Job Seniority is determined by a member’s job title. Use it to reach those with influence over a buying decision. Consider targeting individual contributors. They typically have a large say in buying decisions.
Years of Experience lets you reach a target audience based on years of professional experience accumulated over their career. LinkedIn calculates YOE by adding together the duration of each individual job experience listed on a member's profile. Any gaps in experience are excluded and overlapping positions also are not double-counted.
Skills are based on highly relevant keywords used in a member’s profile and skills section indicating expertise in a certain area. Skills include ones added by members in their skills section and also keywords and phrases mentioned throughout their profile and summary. Skills targeting is another way to reach professionals with specialized expertise.

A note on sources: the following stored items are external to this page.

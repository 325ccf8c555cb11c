//! # Control Mapping Module
//!
//! Turns physical controls into semantic buttons and speed samples.
//!
//! This module handles:
//! - The semantic button vocabulary shared with the session state machine
//! - The configurable control mapping table (buttons, hat bits, axis lanes)
//! - Hat bitmask edge detection
//! - Axis scaling to speed fractions

pub mod axis;
pub mod hat;
pub mod table;

use serde::Deserialize;
use std::fmt;

/// Logical identity of a control, independent of the device layout.
///
/// Names in configuration files are the snake_case forms (`remove_mark`, ...).
#[derive(Debug, Clone, Copy, PartialEq, Eq, Hash, Deserialize)]
#[serde(rename_all = "snake_case")]
pub enum SemanticButton {
    Play,
    Record,
    Mark,
    RemoveMark,
    Delete,
    Left,
    Right,
    Previous,
    Next,
    Quit,
    Unused,
}

impl SemanticButton {
    /// Returns the configuration name of this button.
    #[must_use]
    pub fn name(self) -> &'static str {
        match self {
            SemanticButton::Play => "play",
            SemanticButton::Record => "record",
            SemanticButton::Mark => "mark",
            SemanticButton::RemoveMark => "remove_mark",
            SemanticButton::Delete => "delete",
            SemanticButton::Left => "left",
            SemanticButton::Right => "right",
            SemanticButton::Previous => "previous",
            SemanticButton::Next => "next",
            SemanticButton::Quit => "quit",
            SemanticButton::Unused => "unused",
        }
    }

    /// Navigation buttons only emit a placeholder command for now.
    #[must_use]
    pub fn is_navigation(self) -> bool {
        matches!(
            self,
            SemanticButton::Left
                | SemanticButton::Right
                | SemanticButton::Previous
                | SemanticButton::Next
        )
    }
}

impl fmt::Display for SemanticButton {
    fn fmt(&self, f: &mut fmt::Formatter<'_>) -> fmt::Result {
        f.write_str(self.name())
    }
}

/// One press or release of a semantic button.
#[derive(Debug, Clone, Copy, PartialEq, Eq)]
pub struct ButtonEdge {
    pub button: SemanticButton,
    pub pressed: bool,
}

impl ButtonEdge {
    #[must_use]
    pub fn press(button: SemanticButton) -> Self {
        Self { button, pressed: true }
    }

    #[must_use]
    pub fn release(button: SemanticButton) -> Self {
        Self { button, pressed: false }
    }
}

#[cfg(test)]
mod tests {
    use super::*;

    #[derive(Deserialize)]
    struct Wrapper {
        buttons: Vec<SemanticButton>,
    }

    #[test]
    fn test_button_names_round_trip_through_toml() {
        let parsed: Wrapper =
            toml::from_str(r#"buttons = ["play", "remove_mark", "previous", "unused"]"#).unwrap();
        assert_eq!(
            parsed.buttons,
            vec![
                SemanticButton::Play,
                SemanticButton::RemoveMark,
                SemanticButton::Previous,
                SemanticButton::Unused,
            ]
        );
        for button in parsed.buttons {
            assert_eq!(button.to_string(), button.name());
        }
    }

    #[test]
    fn test_unknown_button_name_rejected() {
        let parsed: std::result::Result<Wrapper, _> = toml::from_str(r#"buttons = ["rewind"]"#);
        assert!(parsed.is_err());
    }

    #[test]
    fn test_navigation_buttons() {
        assert!(SemanticButton::Left.is_navigation());
        assert!(SemanticButton::Next.is_navigation());
        assert!(!SemanticButton::Play.is_navigation());
        assert!(!SemanticButton::Quit.is_navigation());
    }

    #[test]
    fn test_edge_constructors() {
        assert!(ButtonEdge::press(SemanticButton::Mark).pressed);
        assert!(!ButtonEdge::release(SemanticButton::Mark).pressed);
    }
}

Member Groups allow you to target based on the groups a member is in. Groups on LinkedIn are places where members who share interests or professional associations can gather, discover new information, and ask questions. For example, if you want to reach finance professionals, you can identify relevant related groups, such as a Finance Club or Banking Careers.
Member Interests reach people based on the content members engage with on LinkedIn, the professional topics they search for on Bing, and inferred based on attributes on a member’s profile. Interest targeting is most effective for campaigns with awareness and consideration objectives and helps you reach a unique set of audiences when other targeting options are too narrow.
Member Traits reach members based on their distinguishing characteristics such as frequent traveler, job seeker, open to education, or the types of devices they use when spending time on LinkedIn. Member traits typically represent a narrower audience and may not need additional targeting criteria applied.